What the exercise asks → Among the records below, find each line containing the word "than" and copy it.

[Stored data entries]
_ _ _ _ _ _ _
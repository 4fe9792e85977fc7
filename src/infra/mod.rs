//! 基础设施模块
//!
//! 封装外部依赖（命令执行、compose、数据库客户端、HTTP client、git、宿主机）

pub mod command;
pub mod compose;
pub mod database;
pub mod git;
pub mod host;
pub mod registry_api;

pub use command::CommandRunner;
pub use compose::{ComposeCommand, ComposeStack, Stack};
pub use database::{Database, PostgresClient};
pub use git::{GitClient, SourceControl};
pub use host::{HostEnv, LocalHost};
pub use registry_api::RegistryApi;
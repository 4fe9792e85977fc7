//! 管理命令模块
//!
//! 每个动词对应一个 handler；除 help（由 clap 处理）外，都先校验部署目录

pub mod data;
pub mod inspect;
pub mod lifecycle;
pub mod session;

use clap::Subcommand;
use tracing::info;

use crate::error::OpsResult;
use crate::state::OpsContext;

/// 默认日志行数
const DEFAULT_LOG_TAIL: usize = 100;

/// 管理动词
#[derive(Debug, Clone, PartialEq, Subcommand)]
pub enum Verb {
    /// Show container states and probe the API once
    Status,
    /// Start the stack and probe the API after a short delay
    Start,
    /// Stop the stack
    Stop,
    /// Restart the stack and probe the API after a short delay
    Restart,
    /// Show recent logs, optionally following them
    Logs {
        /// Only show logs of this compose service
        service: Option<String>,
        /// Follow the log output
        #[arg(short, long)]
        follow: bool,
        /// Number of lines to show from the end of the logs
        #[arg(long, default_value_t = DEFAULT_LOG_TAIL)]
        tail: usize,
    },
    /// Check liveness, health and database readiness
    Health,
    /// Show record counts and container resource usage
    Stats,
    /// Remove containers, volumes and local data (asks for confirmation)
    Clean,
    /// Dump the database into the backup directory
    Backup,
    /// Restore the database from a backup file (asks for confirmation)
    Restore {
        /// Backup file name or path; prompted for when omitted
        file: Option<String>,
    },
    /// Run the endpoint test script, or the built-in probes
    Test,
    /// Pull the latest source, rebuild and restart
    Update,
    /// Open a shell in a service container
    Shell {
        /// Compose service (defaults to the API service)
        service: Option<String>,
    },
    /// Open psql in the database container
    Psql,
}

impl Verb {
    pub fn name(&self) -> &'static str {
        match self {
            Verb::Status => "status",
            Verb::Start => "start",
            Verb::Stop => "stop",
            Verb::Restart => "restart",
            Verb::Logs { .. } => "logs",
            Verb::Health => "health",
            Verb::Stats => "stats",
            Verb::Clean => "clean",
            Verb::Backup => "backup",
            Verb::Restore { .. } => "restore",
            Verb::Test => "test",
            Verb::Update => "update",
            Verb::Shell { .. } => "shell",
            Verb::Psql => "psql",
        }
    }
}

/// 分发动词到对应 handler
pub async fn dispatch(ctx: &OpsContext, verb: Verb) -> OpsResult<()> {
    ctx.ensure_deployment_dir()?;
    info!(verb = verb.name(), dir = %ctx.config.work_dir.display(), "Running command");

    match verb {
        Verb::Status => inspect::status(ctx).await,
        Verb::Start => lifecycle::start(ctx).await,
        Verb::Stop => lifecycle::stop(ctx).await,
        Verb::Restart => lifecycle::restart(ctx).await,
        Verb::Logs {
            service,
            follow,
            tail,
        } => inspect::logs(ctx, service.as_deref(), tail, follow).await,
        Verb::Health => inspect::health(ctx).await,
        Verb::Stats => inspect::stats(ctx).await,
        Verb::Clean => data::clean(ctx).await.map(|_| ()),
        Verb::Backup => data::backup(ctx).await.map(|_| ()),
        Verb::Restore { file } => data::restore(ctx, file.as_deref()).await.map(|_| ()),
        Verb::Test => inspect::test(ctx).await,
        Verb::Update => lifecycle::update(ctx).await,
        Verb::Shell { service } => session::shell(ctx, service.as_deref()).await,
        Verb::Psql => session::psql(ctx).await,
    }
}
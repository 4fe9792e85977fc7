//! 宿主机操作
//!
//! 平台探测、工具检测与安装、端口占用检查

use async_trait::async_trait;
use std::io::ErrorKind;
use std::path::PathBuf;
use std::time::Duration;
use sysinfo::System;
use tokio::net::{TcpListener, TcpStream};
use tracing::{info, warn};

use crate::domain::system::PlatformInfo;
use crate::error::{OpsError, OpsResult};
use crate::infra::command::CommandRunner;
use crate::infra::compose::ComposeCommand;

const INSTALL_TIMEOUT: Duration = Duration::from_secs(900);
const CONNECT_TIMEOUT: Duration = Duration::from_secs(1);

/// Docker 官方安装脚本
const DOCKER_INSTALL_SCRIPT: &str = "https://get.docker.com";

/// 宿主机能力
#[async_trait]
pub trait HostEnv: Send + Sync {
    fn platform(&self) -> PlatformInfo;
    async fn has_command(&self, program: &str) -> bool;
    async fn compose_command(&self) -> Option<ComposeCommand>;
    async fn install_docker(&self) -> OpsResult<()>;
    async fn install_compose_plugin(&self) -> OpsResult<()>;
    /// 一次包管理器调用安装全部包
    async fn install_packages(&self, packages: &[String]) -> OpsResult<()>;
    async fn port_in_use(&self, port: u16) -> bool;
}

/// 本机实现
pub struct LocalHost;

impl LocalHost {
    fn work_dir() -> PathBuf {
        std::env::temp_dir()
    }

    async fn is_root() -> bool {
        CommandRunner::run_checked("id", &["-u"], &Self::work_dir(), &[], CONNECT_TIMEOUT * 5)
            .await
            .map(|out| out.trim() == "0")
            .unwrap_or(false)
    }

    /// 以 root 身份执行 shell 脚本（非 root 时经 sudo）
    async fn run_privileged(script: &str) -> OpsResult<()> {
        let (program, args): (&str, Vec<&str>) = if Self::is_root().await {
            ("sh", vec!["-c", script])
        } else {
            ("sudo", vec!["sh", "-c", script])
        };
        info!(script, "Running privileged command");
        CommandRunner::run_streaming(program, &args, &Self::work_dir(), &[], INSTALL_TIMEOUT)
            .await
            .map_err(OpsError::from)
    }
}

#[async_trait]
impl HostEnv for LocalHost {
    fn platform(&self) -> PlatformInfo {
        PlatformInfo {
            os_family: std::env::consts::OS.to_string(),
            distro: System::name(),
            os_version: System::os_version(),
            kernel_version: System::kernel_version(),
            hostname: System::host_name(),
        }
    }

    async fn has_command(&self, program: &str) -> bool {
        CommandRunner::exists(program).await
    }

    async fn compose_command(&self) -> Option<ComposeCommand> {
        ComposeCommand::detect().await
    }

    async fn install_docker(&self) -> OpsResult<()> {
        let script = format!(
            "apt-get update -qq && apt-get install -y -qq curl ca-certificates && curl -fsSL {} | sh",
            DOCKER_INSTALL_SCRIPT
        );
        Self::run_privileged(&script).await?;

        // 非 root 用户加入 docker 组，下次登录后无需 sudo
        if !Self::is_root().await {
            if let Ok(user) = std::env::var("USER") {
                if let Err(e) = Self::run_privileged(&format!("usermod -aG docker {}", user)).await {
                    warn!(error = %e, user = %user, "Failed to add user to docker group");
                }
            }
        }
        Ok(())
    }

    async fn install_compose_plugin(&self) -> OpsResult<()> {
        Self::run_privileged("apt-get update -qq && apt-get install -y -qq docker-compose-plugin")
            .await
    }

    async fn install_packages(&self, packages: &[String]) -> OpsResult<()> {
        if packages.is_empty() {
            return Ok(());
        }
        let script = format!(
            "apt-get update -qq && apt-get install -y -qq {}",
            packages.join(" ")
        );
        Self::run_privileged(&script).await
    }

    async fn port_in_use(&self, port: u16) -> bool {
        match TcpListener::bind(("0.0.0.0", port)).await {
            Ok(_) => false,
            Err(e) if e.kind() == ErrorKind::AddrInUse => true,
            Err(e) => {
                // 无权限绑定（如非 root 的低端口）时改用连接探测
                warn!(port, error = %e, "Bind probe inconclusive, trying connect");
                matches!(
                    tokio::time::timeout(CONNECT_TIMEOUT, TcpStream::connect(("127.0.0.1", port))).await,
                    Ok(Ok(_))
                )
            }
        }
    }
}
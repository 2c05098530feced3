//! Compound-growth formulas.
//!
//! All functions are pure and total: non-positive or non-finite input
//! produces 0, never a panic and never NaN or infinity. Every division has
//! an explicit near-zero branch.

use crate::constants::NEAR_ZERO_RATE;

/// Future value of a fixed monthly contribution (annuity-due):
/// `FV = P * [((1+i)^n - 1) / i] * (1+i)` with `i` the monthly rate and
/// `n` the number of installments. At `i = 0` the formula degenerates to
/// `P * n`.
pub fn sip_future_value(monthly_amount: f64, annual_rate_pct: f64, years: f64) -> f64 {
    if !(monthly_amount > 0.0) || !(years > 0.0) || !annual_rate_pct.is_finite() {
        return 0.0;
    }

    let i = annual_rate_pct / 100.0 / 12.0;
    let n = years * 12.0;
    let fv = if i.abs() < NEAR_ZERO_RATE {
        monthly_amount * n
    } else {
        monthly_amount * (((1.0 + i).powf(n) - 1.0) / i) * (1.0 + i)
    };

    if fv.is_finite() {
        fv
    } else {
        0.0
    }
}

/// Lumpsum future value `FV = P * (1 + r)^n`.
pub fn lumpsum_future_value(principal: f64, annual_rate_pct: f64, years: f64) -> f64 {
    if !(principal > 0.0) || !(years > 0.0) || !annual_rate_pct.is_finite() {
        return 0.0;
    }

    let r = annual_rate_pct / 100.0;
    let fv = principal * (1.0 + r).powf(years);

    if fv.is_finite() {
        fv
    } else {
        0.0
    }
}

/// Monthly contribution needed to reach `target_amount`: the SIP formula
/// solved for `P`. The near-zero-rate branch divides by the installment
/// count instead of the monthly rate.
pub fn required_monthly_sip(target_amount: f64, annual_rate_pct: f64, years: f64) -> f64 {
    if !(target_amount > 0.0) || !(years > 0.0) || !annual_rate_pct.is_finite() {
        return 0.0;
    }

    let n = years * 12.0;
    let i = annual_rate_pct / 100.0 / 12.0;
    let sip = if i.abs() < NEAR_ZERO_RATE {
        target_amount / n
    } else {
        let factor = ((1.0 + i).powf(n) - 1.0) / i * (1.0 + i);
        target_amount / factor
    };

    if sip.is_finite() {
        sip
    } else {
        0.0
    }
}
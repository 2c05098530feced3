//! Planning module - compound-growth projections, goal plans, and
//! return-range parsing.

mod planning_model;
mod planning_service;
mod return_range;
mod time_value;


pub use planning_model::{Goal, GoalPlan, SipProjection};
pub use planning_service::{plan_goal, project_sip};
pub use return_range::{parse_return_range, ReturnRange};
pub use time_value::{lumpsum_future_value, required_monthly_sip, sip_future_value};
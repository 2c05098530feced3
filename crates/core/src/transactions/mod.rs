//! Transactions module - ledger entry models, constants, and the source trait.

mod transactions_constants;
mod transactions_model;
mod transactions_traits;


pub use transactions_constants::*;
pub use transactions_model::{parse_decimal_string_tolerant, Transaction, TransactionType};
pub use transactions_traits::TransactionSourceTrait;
_ _ _ _ _ _ _
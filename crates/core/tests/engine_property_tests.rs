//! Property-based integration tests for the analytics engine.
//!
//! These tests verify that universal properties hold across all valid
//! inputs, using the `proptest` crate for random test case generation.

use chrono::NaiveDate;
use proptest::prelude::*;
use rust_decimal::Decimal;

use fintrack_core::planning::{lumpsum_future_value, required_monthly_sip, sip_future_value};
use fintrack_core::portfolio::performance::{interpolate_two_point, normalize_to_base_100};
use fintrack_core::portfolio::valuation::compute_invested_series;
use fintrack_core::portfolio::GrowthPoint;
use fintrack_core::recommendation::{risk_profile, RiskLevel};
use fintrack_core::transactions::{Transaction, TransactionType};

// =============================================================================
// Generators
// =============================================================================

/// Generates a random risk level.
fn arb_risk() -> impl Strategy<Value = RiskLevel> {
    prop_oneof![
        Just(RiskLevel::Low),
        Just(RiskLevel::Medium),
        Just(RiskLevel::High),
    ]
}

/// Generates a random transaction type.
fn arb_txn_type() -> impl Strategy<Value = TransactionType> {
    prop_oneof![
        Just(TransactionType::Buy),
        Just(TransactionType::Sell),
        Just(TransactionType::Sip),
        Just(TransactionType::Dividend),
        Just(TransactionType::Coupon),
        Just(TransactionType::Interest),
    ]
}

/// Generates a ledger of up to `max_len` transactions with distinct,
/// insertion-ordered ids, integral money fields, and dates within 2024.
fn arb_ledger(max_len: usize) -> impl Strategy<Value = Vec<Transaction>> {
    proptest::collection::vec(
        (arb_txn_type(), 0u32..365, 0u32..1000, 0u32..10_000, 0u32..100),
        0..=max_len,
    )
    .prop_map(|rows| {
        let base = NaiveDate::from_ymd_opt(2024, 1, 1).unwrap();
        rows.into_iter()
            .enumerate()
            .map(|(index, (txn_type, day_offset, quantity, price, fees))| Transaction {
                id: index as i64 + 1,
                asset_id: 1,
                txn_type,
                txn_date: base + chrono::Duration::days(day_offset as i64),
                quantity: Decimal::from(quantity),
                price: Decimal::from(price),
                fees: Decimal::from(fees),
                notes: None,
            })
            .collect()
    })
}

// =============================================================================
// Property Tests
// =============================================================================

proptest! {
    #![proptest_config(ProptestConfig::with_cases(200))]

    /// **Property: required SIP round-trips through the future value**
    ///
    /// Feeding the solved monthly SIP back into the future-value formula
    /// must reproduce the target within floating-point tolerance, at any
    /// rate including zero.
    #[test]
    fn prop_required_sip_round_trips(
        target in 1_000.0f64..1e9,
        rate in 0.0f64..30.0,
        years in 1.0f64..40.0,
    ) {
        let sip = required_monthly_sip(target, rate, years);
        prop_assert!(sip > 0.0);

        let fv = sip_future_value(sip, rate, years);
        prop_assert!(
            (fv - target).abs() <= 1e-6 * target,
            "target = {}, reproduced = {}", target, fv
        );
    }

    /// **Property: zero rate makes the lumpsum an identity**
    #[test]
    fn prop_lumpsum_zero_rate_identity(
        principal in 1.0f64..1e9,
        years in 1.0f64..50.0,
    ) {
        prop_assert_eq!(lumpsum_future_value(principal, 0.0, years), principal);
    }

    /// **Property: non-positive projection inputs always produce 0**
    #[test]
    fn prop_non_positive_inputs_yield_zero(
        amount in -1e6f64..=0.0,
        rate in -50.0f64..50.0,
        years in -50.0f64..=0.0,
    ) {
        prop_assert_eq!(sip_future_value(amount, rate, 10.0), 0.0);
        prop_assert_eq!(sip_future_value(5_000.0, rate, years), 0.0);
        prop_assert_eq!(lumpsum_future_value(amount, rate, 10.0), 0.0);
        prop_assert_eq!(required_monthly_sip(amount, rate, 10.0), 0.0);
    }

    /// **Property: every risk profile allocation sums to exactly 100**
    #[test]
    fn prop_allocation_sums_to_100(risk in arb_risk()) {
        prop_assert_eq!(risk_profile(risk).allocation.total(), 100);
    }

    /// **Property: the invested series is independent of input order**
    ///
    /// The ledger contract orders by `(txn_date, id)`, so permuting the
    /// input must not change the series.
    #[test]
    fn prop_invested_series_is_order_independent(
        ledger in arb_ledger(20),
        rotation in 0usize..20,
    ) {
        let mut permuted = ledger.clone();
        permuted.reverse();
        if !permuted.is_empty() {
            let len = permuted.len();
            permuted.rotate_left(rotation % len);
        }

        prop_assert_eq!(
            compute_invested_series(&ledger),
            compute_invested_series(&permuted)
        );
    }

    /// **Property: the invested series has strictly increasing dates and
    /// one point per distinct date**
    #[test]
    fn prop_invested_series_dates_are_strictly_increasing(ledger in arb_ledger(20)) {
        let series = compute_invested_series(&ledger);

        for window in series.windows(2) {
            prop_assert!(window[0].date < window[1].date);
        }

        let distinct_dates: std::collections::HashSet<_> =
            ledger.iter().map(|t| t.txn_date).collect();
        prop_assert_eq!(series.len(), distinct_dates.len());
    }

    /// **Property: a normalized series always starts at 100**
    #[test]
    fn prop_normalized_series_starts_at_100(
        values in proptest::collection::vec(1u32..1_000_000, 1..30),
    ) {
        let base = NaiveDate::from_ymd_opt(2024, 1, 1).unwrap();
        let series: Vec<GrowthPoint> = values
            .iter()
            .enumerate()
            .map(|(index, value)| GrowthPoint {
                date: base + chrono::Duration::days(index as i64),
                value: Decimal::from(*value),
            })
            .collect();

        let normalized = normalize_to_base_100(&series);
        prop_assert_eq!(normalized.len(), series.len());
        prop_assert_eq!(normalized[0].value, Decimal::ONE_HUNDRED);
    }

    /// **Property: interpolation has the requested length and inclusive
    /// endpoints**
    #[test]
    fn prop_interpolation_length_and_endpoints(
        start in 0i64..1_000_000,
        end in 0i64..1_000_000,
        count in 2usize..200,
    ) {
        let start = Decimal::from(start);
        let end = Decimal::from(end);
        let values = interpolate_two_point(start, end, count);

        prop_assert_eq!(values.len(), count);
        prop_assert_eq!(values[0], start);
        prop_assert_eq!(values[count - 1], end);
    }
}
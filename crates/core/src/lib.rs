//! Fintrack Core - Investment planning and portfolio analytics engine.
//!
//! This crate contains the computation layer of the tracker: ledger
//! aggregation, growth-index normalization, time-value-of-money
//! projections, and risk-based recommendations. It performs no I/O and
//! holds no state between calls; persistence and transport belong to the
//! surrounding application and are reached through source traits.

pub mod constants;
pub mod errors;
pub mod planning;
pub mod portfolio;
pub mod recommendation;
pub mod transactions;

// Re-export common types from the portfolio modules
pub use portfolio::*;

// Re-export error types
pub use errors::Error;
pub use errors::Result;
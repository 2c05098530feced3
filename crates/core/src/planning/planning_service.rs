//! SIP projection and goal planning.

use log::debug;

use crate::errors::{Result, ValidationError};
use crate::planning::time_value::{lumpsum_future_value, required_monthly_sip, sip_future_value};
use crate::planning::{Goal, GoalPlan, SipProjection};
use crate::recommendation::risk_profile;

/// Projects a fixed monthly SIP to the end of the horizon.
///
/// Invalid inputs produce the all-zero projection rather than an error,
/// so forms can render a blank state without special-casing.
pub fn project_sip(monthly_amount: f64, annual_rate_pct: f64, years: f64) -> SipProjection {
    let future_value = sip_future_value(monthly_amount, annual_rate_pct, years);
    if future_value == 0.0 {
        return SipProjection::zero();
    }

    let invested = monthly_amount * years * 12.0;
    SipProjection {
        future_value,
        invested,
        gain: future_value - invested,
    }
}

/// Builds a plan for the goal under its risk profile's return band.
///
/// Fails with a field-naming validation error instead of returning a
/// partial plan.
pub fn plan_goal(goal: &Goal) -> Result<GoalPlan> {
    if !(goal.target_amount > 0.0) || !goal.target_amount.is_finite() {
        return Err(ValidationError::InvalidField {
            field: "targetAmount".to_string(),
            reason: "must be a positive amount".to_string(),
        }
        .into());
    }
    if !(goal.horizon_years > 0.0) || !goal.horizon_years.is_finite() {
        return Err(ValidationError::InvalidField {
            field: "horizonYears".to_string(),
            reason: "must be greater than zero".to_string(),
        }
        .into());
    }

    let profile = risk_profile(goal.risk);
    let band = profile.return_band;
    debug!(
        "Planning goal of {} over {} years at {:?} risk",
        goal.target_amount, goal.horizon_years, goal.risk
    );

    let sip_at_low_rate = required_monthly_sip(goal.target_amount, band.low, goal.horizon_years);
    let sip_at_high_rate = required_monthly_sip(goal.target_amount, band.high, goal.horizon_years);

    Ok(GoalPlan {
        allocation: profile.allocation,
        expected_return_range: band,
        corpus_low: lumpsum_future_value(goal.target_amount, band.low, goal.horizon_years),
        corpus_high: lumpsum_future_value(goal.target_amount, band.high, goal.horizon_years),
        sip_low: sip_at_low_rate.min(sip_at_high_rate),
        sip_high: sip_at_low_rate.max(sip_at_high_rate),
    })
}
_ _ _ _ _ _ _
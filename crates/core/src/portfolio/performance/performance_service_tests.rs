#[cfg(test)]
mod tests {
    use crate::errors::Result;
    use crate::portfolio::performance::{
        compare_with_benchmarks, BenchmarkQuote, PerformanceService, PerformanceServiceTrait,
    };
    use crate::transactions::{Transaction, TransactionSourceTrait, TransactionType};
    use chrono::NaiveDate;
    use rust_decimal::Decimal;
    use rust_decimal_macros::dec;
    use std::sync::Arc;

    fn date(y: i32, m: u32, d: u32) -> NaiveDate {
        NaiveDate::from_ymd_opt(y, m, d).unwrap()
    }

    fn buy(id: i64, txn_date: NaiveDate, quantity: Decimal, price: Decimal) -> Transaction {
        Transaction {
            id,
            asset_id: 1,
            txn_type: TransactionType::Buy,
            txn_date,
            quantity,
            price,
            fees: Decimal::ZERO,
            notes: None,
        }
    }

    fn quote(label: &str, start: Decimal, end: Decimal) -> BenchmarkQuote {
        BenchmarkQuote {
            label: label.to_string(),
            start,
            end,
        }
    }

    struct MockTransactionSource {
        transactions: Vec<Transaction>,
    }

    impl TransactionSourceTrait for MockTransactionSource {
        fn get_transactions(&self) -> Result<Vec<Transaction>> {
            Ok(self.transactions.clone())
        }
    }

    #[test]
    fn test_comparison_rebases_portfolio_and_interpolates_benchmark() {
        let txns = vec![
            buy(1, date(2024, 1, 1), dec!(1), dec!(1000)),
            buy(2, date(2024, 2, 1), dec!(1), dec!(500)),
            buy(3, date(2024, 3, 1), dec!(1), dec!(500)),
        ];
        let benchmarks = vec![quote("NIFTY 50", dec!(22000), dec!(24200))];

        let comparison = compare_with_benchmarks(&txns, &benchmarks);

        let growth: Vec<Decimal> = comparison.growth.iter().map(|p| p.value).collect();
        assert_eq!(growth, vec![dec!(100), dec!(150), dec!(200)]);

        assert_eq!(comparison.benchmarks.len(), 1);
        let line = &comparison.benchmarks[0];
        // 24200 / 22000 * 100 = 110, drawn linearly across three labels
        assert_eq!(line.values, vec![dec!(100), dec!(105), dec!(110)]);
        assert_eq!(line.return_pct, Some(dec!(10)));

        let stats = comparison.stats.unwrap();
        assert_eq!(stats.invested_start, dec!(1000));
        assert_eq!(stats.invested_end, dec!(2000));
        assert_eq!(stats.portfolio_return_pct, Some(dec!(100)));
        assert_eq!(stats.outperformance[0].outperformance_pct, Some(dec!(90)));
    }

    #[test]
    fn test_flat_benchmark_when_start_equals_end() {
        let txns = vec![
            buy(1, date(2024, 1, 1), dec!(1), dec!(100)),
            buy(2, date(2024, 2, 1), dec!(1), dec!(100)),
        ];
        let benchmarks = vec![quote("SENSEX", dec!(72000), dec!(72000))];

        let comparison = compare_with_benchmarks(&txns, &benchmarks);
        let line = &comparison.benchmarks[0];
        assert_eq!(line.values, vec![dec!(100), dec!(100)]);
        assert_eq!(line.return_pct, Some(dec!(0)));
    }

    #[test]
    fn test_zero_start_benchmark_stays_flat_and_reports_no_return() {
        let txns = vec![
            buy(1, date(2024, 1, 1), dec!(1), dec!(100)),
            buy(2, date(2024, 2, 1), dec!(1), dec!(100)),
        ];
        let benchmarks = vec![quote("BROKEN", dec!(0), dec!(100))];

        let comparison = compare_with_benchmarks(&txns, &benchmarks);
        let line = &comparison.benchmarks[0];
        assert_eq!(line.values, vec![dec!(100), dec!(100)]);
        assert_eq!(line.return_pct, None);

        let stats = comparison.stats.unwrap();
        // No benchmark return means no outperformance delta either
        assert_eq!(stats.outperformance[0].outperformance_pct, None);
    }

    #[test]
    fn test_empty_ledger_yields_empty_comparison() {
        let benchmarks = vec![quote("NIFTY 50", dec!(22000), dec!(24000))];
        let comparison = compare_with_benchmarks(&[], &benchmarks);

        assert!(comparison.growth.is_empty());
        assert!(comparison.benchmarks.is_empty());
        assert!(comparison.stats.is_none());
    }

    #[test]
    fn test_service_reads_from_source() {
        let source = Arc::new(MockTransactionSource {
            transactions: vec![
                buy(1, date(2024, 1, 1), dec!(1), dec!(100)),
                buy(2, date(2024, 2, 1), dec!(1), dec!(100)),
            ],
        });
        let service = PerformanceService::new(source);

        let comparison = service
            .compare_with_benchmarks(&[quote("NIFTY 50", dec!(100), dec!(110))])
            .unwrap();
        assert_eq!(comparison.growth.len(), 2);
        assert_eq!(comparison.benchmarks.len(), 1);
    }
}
_ _ _ _ _ _ _
Task solution →
/// Invalid inputs produce the all-zero projection rather than an error,
            reason: "must be greater than zero".to_string(),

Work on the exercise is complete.